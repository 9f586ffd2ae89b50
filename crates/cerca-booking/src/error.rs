//! Booking error types.

use cerca_core::error::CercaError;
use cerca_core::models::service_request::{BookingAction, Party, RequestStatus};
use thiserror::Error;

#[derive(Debug, Error)]
pub enum BookingError {
    #[error("price must be a positive amount")]
    InvalidPrice,

    #[error("unsupported duration: {0} minutes")]
    UnsupportedDuration(u32),

    #[error("{field} exceeds {max} characters")]
    TooLong { field: &'static str, max: usize },

    #[error("agreed location must not be blank")]
    BlankLocation,

    #[error("at least one review tag is required")]
    EmptyTags,

    #[error("unknown review tag: {0}")]
    UnknownTag(String),

    #[error("a client cannot request their own profile")]
    SelfRequest,

    #[error("not a party to this request")]
    NotAParty,

    #[error("only the client may tag a service")]
    NotTheClient,

    #[error("only the {required:?} may {action}")]
    WrongParty {
        action: BookingAction,
        required: Party,
    },

    #[error("cannot {action} a request in state {status}")]
    TransitionRejected {
        action: BookingAction,
        status: RequestStatus,
    },

    #[error("request changed before {action} could apply")]
    LostRace { action: BookingAction },

    #[error("review tags can only be submitted once, after the service finished")]
    TagsClosed,
}

impl From<BookingError> for CercaError {
    fn from(err: BookingError) -> Self {
        match err {
            BookingError::InvalidPrice
            | BookingError::UnsupportedDuration(_)
            | BookingError::TooLong { .. }
            | BookingError::BlankLocation
            | BookingError::EmptyTags
            | BookingError::UnknownTag(_) => CercaError::invalid_input(err.to_string()),
            BookingError::SelfRequest
            | BookingError::NotAParty
            | BookingError::NotTheClient
            | BookingError::WrongParty { .. } => CercaError::forbidden(err.to_string()),
            BookingError::TransitionRejected { .. }
            | BookingError::LostRace { .. }
            | BookingError::TagsClosed => CercaError::invalid_state(err.to_string()),
        }
    }
}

__INSTRUCTIONS TO FOLLOW__
Repeat the listing. Keep each line precisely as shown.

__WRITTEN REPLY__
repository 9f586ffd2ae89b50
filename crates/cerca-booking/src/error.rs
//! Booking error types.

use cerca_core::error::CercaError;
use cerca_core::models::service_request::{BookingAction, Party, RequestStatus};
use thiserror::Error;

#[derive(Debug, Error)]
pub enum BookingError {
    #[error("price must be a positive amount")]
    InvalidPrice,

    #[error("unsupported duration: {0} minutes")]
    UnsupportedDuration(u32),

    #[error("{field} exceeds {max} characters")]
    TooLong { field: &'static str, max: usize },

    #[error("agreed location must not be blank")]
    BlankLocation,

    #[error("at least one review tag is required")]
    EmptyTags,

    #[error("unknown review tag: {0}")]
    UnknownTag(String),

    #[error("a client cannot request their own profile")]
    SelfRequest,

    #[error("not a party to this request")]
    NotAParty,

    #[error("only the client may tag a service")]
    NotTheClient,

    #[error("only the {required:?} may {action}")]
    WrongParty {
        action: BookingAction,
        required: Party,
    },

    #[error("cannot {action} a request in state {status}")]
    TransitionRejected {
        action: BookingAction,
        status: RequestStatus,
    },

    #[error("request changed before {action} could apply")]
    LostRace { action: BookingAction },

    #[error("review tags can only be submitted once, after the service finished")]
    TagsClosed,
}

impl From<BookingError> for CercaError {
    fn from(err: BookingError) -> Self {
        match err {
            BookingError::InvalidPrice
            | BookingError::UnsupportedDuration(_)
            | BookingError::TooLong { .. }
            | BookingError::BlankLocation
            | BookingError::EmptyTags
            | BookingError::UnknownTag(_) => CercaError::invalid_input(err.to_string()),
            BookingError::SelfRequest
            | BookingError::NotAParty
            | BookingError::NotTheClient
            | BookingError::WrongParty { .. } => CercaError::forbidden(err.to_string()),
            BookingError::TransitionRejected { .. }
            | BookingError::LostRace { .. }
            | BookingError::TagsClosed => CercaError::invalid_state(err.to_string()),
        }
    }
}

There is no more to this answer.